*** RECORDS SUPPLIED ***

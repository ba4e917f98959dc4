//! Library folders and the `.jar` classpath built from them

use crate::{Error, Result, resolve_additional_classpath_folder};
use groovyls_settings::ConfigurationStore;
use serde::Serialize;
use std::ffi::OsString;
use std::fs;
use std::path::{Path, PathBuf};

const JAR_EXTENSION: &str = ".jar";

/// A readable directory whose `.jar` files extend the classpath.
#[derive(Debug, Clone, PartialEq, Eq, Hash)]
pub struct LibraryFolder {
    path: PathBuf,
}

impl LibraryFolder {
    /// Accept `path` if it exists, is a directory, and can be listed.
    pub fn open(path: impl Into<PathBuf>) -> Option<Self> {
        let path = path.into();

        if !path.is_dir() {
            tracing::debug!(?path, "Library folder rejected: not a directory");
            return None;
        }

        if let Err(e) = fs::read_dir(&path) {
            tracing::debug!(?path, error = %e, "Library folder rejected: not readable");
            return None;
        }

        Some(Self { path })
    }

    /// The folder configured under `groovy.additional.libraries`, if usable.
    pub fn from_settings(store: &impl ConfigurationStore) -> Option<Self> {
        resolve_additional_classpath_folder(store).and_then(Self::open)
    }

    pub fn path(&self) -> &Path {
        &self.path
    }

    /// Regular files directly inside the folder whose names end in `.jar`,
    /// compared case-insensitively, sorted by path.
    pub fn jars(&self) -> Result<Vec<PathBuf>> {
        let entries = fs::read_dir(&self.path).map_err(|e| Error::io(&self.path, e))?;

        let mut jars = Vec::new();
        for entry in entries {
            let entry = entry.map_err(|e| Error::io(&self.path, e))?;
            let path = entry.path();
            if is_jar_name(&entry.file_name()) && path.is_file() {
                jars.push(path);
            }
        }
        jars.sort();

        tracing::debug!(folder = ?self.path, count = jars.len(), "Collected library jars");
        Ok(jars)
    }
}

fn is_jar_name(name: &std::ffi::OsStr) -> bool {
    name.to_string_lossy()
        .to_lowercase()
        .ends_with(JAR_EXTENSION)
}

/// Ordered classpath entries without duplicates.
#[derive(Debug, Clone, Default, PartialEq, Eq, Serialize)]
#[serde(transparent)]
pub struct Classpath {
    entries: Vec<PathBuf>,
}

impl Classpath {
    pub fn new() -> Self {
        Self::default()
    }

    /// The jars of `folder`, or an empty classpath when there is no folder.
    pub fn from_folder(folder: Option<&LibraryFolder>) -> Result<Self> {
        let mut classpath = Self::new();
        if let Some(folder) = folder {
            classpath.extend(folder.jars()?);
        }
        Ok(classpath)
    }

    /// Append `entry` unless it is already present.
    pub fn push(&mut self, entry: impl Into<PathBuf>) {
        let entry = entry.into();
        if !self.entries.contains(&entry) {
            self.entries.push(entry);
        }
    }

    pub fn entries(&self) -> &[PathBuf] {
        &self.entries
    }

    pub fn len(&self) -> usize {
        self.entries.len()
    }

    pub fn is_empty(&self) -> bool {
        self.entries.is_empty()
    }

    /// Join entries with the platform path-list separator.
    pub fn to_os_string(&self) -> Result<OsString> {
        std::env::join_paths(&self.entries).map_err(|e| {
            let entry = self
                .entries
                .iter()
                .find(|entry| std::env::join_paths([entry]).is_err())
                .cloned()
                .unwrap_or_default();
            Error::InvalidEntry {
                entry,
                message: e.to_string(),
            }
        })
    }
}

impl Extend<PathBuf> for Classpath {
    fn extend<I: IntoIterator<Item = PathBuf>>(&mut self, iter: I) {
        for entry in iter {
            self.push(entry);
        }
    }
}

impl FromIterator<PathBuf> for Classpath {
    fn from_iter<I: IntoIterator<Item = PathBuf>>(iter: I) -> Self {
        let mut classpath = Self::new();
        classpath.extend(iter);
        classpath
    }
}

impl<'a> IntoIterator for &'a Classpath {
    type Item = &'a PathBuf;
    type IntoIter = std::slice::Iter<'a, PathBuf>;

    fn into_iter(self) -> Self::IntoIter {
        self.entries.iter()
    }
}

#[cfg(test)]
mod tests {
    use super::*;
    use rstest::rstest;
    use std::ffi::OsStr;

    #[rstest]
    #[case("camel-core.jar", true)]
    #[case("SLF4J-API.JAR", true)]
    #[case("groovy.Jar", true)]
    #[case("notes.jar.txt", false)]
    #[case("jar", false)]
    #[case("lib.zip", false)]
    fn jar_names_match_case_insensitively(#[case] name: &str, #[case] expected: bool) {
        assert_eq!(is_jar_name(OsStr::new(name)), expected);
    }

    #[test]
    fn push_skips_duplicates() {
        let mut classpath = Classpath::new();
        classpath.push("/libs/a.jar");
        classpath.push("/libs/b.jar");
        classpath.push("/libs/a.jar");

        assert_eq!(
            classpath.entries(),
            &[PathBuf::from("/libs/a.jar"), PathBuf::from("/libs/b.jar")]
        );
    }

    #[test]
    fn empty_classpath_joins_to_empty_string() {
        assert_eq!(Classpath::new().to_os_string().unwrap(), OsString::new());
    }

    #[cfg(unix)]
    #[test]
    fn entry_with_separator_cannot_be_joined() {
        let classpath: Classpath = [PathBuf::from("/ok.jar"), PathBuf::from("/bad:name.jar")]
            .into_iter()
            .collect();

        match classpath.to_os_string() {
            Err(Error::InvalidEntry { entry, .. }) => {
                assert_eq!(entry, PathBuf::from("/bad:name.jar"))
            }
            other => panic!("expected invalid entry, got {:?}", other),
        }
    }
}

*** End of RECORDS SUPPLIED ***

→ ACTIVITY: Only a number should be given: the count of lines above that contain the word "directory".

→ ANSWER TO THIS TASK: 3